→ **Material for this exercise**

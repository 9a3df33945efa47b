//! Lossless PPTX access: zip container, slide XML event streams, text
//! extraction and patch application.
//!
//! The package is never unzipped to disk. Slide parts are parsed into flat
//! event streams, patched in place, serialized back byte-compatibly and
//! written into a copy of the original container so that every untouched
//! entry (media, themes, notes, embedded OLE) survives bit for bit.

pub mod apply;
pub mod extract;
pub mod package;
pub mod xml;

use std::collections::HashMap;

use once_cell::sync::Lazy;
use regex::Regex;

use crate::error::{Error, Result};
use crate::ir::{ElementUpdate, Presentation, Slide};

use apply::apply_element_update;
use extract::extract_text_elements;
use package::PptxPackage;
use xml::{parse_xml_part, verify_structure_unchanged, write_xml_part};

static SLIDE_PART_RE: Lazy<Regex> =
    Lazy::new(|| Regex::new(r"^ppt/slides/slide(\d+)\.xml$").unwrap());

/// Slide part names in deck order (slide2 before slide10).
pub fn slide_part_names(pkg: &PptxPackage) -> Vec<String> {
    let mut numbered: Vec<(u64, String)> = pkg
        .entries
        .iter()
        .filter_map(|e| {
            let caps = SLIDE_PART_RE.captures(&e.name)?;
            let n: u64 = caps.get(1)?.as_str().parse().ok()?;
            Some((n, e.name.clone()))
        })
        .collect();
    numbered.sort();
    numbered.into_iter().map(|(_, name)| name).collect()
}

/// Parses a .pptx byte buffer into per-slide text elements with geometry.
pub fn parse_pptx(bytes: &[u8]) -> Result<Presentation> {
    let pkg = PptxPackage::from_bytes(bytes)?;
    let part_names = slide_part_names(&pkg);
    if part_names.is_empty() {
        return Err(Error::content("package contains no slide parts"));
    }

    let mut slides = Vec::with_capacity(part_names.len());
    for name in part_names {
        let entry = pkg
            .entry(&name)
            .ok_or_else(|| Error::structural(format!("{name}: slide entry vanished")))?;
        let part = parse_xml_part(&name, &entry.data)?;
        let elements = extract_text_elements(&part);
        slides.push(Slide {
            part_name: name,
            elements,
        });
    }
    Ok(Presentation { slides })
}

/// Rewrites the original package with the given element patches applied.
///
/// Only parts named by at least one update are re-serialized; every other
/// entry is copied through unchanged. Each patched part is re-fingerprinted
/// against its baseline before writing, so a structural drift aborts the
/// whole write instead of producing a corrupt deck.
pub fn write_translated_pptx(original: &[u8], updates: &[ElementUpdate]) -> Result<Vec<u8>> {
    let pkg = PptxPackage::from_bytes(original)?;

    let mut by_part: HashMap<&str, Vec<&ElementUpdate>> = HashMap::new();
    for u in updates {
        by_part.entry(u.node.part_name.as_str()).or_default().push(u);
    }

    let mut replacements: HashMap<String, Vec<u8>> = HashMap::new();
    for (part_name, part_updates) in by_part {
        let entry = pkg
            .entry(part_name)
            .ok_or_else(|| Error::Write(format!("{part_name}: no such part in package")))?;
        let mut part = parse_xml_part(part_name, &entry.data)?;
        for u in part_updates {
            apply_element_update(&mut part, u)?;
        }
        verify_structure_unchanged(&part)?;
        replacements.insert(part_name.to_string(), write_xml_part(&part)?);
    }

    pkg.write_with_replacements(&replacements)
}

/// Proves byte-exact serializer fidelity for every slide part.
///
/// Each slide is parsed, re-serialized without any edits and compared to the
/// stored bytes. Used by `--roundtrip-only` to vet a deck before spending
/// translation calls on it.
pub fn verify_pptx_roundtrip(bytes: &[u8]) -> Result<usize> {
    let pkg = PptxPackage::from_bytes(bytes)?;
    let part_names = slide_part_names(&pkg);
    if part_names.is_empty() {
        return Err(Error::content("package contains no slide parts"));
    }
    for name in &part_names {
        let entry = pkg
            .entry(name)
            .ok_or_else(|| Error::structural(format!("{name}: slide entry vanished")))?;
        let part = parse_xml_part(name, &entry.data)?;
        let rewritten = write_xml_part(&part)?;
        if rewritten != entry.data {
            return Err(Error::structural(format!(
                "{name}: serializer round-trip differs"
            )));
        }
        verify_structure_unchanged(&part)?;
    }
    Ok(part_names.len())
}

#[cfg(test)]
pub(crate) mod tests {
    use super::*;
    use std::io::Write as _;

    const SLIDE1: &str = r#"<?xml version="1.0" encoding="UTF-8" standalone="yes"?>
<p:sld xmlns:a="http://schemas.openxmlformats.org/drawingml/2006/main" xmlns:p="http://schemas.openxmlformats.org/presentationml/2006/main"><p:cSld><p:spTree><p:sp><p:spPr><a:xfrm><a:off x="914400" y="914400"/><a:ext cx="4572000" cy="914400"/></a:xfrm></p:spPr><p:txBody><a:bodyPr lIns="91440" rIns="91440"/><a:p><a:r><a:rPr lang="ja-JP" sz="1800"/><a:t>日本語のタイトル</a:t></a:r></a:p></p:txBody></p:sp></p:spTree></p:cSld></p:sld>"#;

    const SLIDE_PLAIN: &str = r#"<?xml version="1.0" encoding="UTF-8" standalone="yes"?>
<p:sld xmlns:a="http://schemas.openxmlformats.org/drawingml/2006/main" xmlns:p="http://schemas.openxmlformats.org/presentationml/2006/main"><p:cSld><p:spTree><p:sp><p:spPr><a:xfrm><a:off x="0" y="0"/><a:ext cx="914400" cy="914400"/></a:xfrm></p:spPr><p:txBody><a:bodyPr/><a:p><a:r><a:t>body</a:t></a:r></a:p></p:txBody></p:sp></p:spTree></p:cSld></p:sld>"#;

    /// Builds an in-memory deck with the given slide payloads plus the
    /// non-slide entries a real package carries.
    pub(crate) fn sample_pptx(slides: &[(&str, &str)]) -> Vec<u8> {
        use zip::write::SimpleFileOptions;
        let cursor = std::io::Cursor::new(Vec::new());
        let mut zw = zip::ZipWriter::new(cursor);
        let deflated =
            SimpleFileOptions::default().compression_method(zip::CompressionMethod::Deflated);
        let stored =
            SimpleFileOptions::default().compression_method(zip::CompressionMethod::Stored);

        zw.start_file("[Content_Types].xml", deflated).unwrap();
        zw.write_all(br#"<?xml version="1.0"?><Types xmlns="http://schemas.openxmlformats.org/package/2006/content-types"/>"#).unwrap();
        zw.start_file("ppt/presentation.xml", deflated).unwrap();
        zw.write_all(br#"<?xml version="1.0"?><p:presentation xmlns:p="http://schemas.openxmlformats.org/presentationml/2006/main"/>"#).unwrap();
        for (name, payload) in slides {
            zw.start_file(*name, deflated).unwrap();
            zw.write_all(payload.as_bytes()).unwrap();
        }
        zw.start_file("ppt/media/image1.png", stored).unwrap();
        zw.write_all(&[0x89, 0x50, 0x4E, 0x47, 0x0D, 0x0A, 0x1A, 0x0A, 0x00, 0x01])
            .unwrap();
        zw.finish().unwrap().into_inner()
    }

    fn entry_map(bytes: &[u8]) -> HashMap<String, Vec<u8>> {
        PptxPackage::from_bytes(bytes)
            .expect("read back")
            .entries
            .into_iter()
            .map(|e| (e.name, e.data))
            .collect()
    }

    #[test]
    fn slides_come_back_in_deck_order() {
        let bytes = sample_pptx(&[
            ("ppt/slides/slide10.xml", SLIDE_PLAIN),
            ("ppt/slides/slide2.xml", SLIDE_PLAIN),
            ("ppt/slides/slide1.xml", SLIDE1),
        ]);
        let pres = parse_pptx(&bytes).expect("parse");
        let names: Vec<&str> = pres.slides.iter().map(|s| s.part_name.as_str()).collect();
        assert_eq!(
            names,
            [
                "ppt/slides/slide1.xml",
                "ppt/slides/slide2.xml",
                "ppt/slides/slide10.xml"
            ]
        );
        assert_eq!(pres.slides[0].elements[0].text, "日本語のタイトル");
        assert_eq!(pres.slides[0].elements[0].position.margin, 91_440);
    }

    #[test]
    fn deck_without_slides_is_a_content_error() {
        let bytes = sample_pptx(&[]);
        let err = parse_pptx(&bytes).expect_err("must fail");
        assert!(matches!(err, Error::Content(_)));
    }

    #[test]
    fn garbage_bytes_are_a_structural_error() {
        let err = parse_pptx(b"this is not a zip archive").expect_err("must fail");
        assert!(matches!(err, Error::StructuralParse(_)));
    }

    #[test]
    fn write_touches_only_named_parts() {
        let bytes = sample_pptx(&[
            ("ppt/slides/slide1.xml", SLIDE1),
            ("ppt/slides/slide2.xml", SLIDE_PLAIN),
        ]);
        let pres = parse_pptx(&bytes).expect("parse");
        let el = &pres.slides[0].elements[0];

        let mut update = ElementUpdate::for_node(el.node.clone());
        update.text = Some("Japanese Title".to_string());
        update.insets = Some((45_720, 45_720));
        update.font_sz = Some(1500);

        let out = write_translated_pptx(&bytes, &[update]).expect("write");
        let before = entry_map(&bytes);
        let after = entry_map(&out);
        assert_eq!(before.len(), after.len());

        for (name, data) in &before {
            if name == "ppt/slides/slide1.xml" {
                let xml = String::from_utf8(after[name].clone()).expect("utf8");
                assert!(xml.contains("<a:t>Japanese Title</a:t>"));
                assert!(xml.contains(r#"lIns="45720""#));
                assert!(xml.contains(r#"sz="1500""#));
            } else {
                assert_eq!(data, &after[name], "entry {name} must pass through untouched");
            }
        }
    }

    #[test]
    fn write_with_no_updates_preserves_every_part() {
        let bytes = sample_pptx(&[("ppt/slides/slide1.xml", SLIDE1)]);
        let out = write_translated_pptx(&bytes, &[]).expect("write");
        assert_eq!(entry_map(&bytes), entry_map(&out));
    }

    #[test]
    fn rewriting_with_the_same_updates_is_idempotent() {
        let bytes = sample_pptx(&[("ppt/slides/slide1.xml", SLIDE1)]);
        let pres = parse_pptx(&bytes).expect("parse");
        let mut update = ElementUpdate::for_node(pres.slides[0].elements[0].node.clone());
        update.text = Some("Japanese Title".to_string());
        update.insets = Some((45_720, 45_720));
        update.font_sz = Some(1500);
        let updates = vec![update];

        let once = write_translated_pptx(&bytes, &updates).expect("first write");
        let twice = write_translated_pptx(&once, &updates).expect("second write");
        assert_eq!(entry_map(&once), entry_map(&twice));
    }

    #[test]
    fn update_against_missing_part_fails_the_write() {
        let bytes = sample_pptx(&[("ppt/slides/slide1.xml", SLIDE1)]);
        let pres = parse_pptx(&bytes).expect("parse");
        let mut node = pres.slides[0].elements[0].node.clone();
        node.part_name = "ppt/slides/slide9.xml".to_string();
        let mut update = ElementUpdate::for_node(node);
        update.text = Some("x".to_string());
        assert!(matches!(
            write_translated_pptx(&bytes, &[update]),
            Err(Error::Write(_))
        ));
    }

    #[test]
    fn roundtrip_verification_covers_all_slides() {
        let bytes = sample_pptx(&[
            ("ppt/slides/slide1.xml", SLIDE1),
            ("ppt/slides/slide2.xml", SLIDE_PLAIN),
        ]);
        assert_eq!(verify_pptx_roundtrip(&bytes).expect("roundtrip"), 2);
    }
}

→ **Aim of the task**
Could you filter the entries above for lines holding the string "numbered" and copy them?

→ **Your solution**
    let mut numbered: Vec<(u64, String)> = pkg
    numbered.sort();
    numbered.into_iter().map(|(_, name)| name).collect()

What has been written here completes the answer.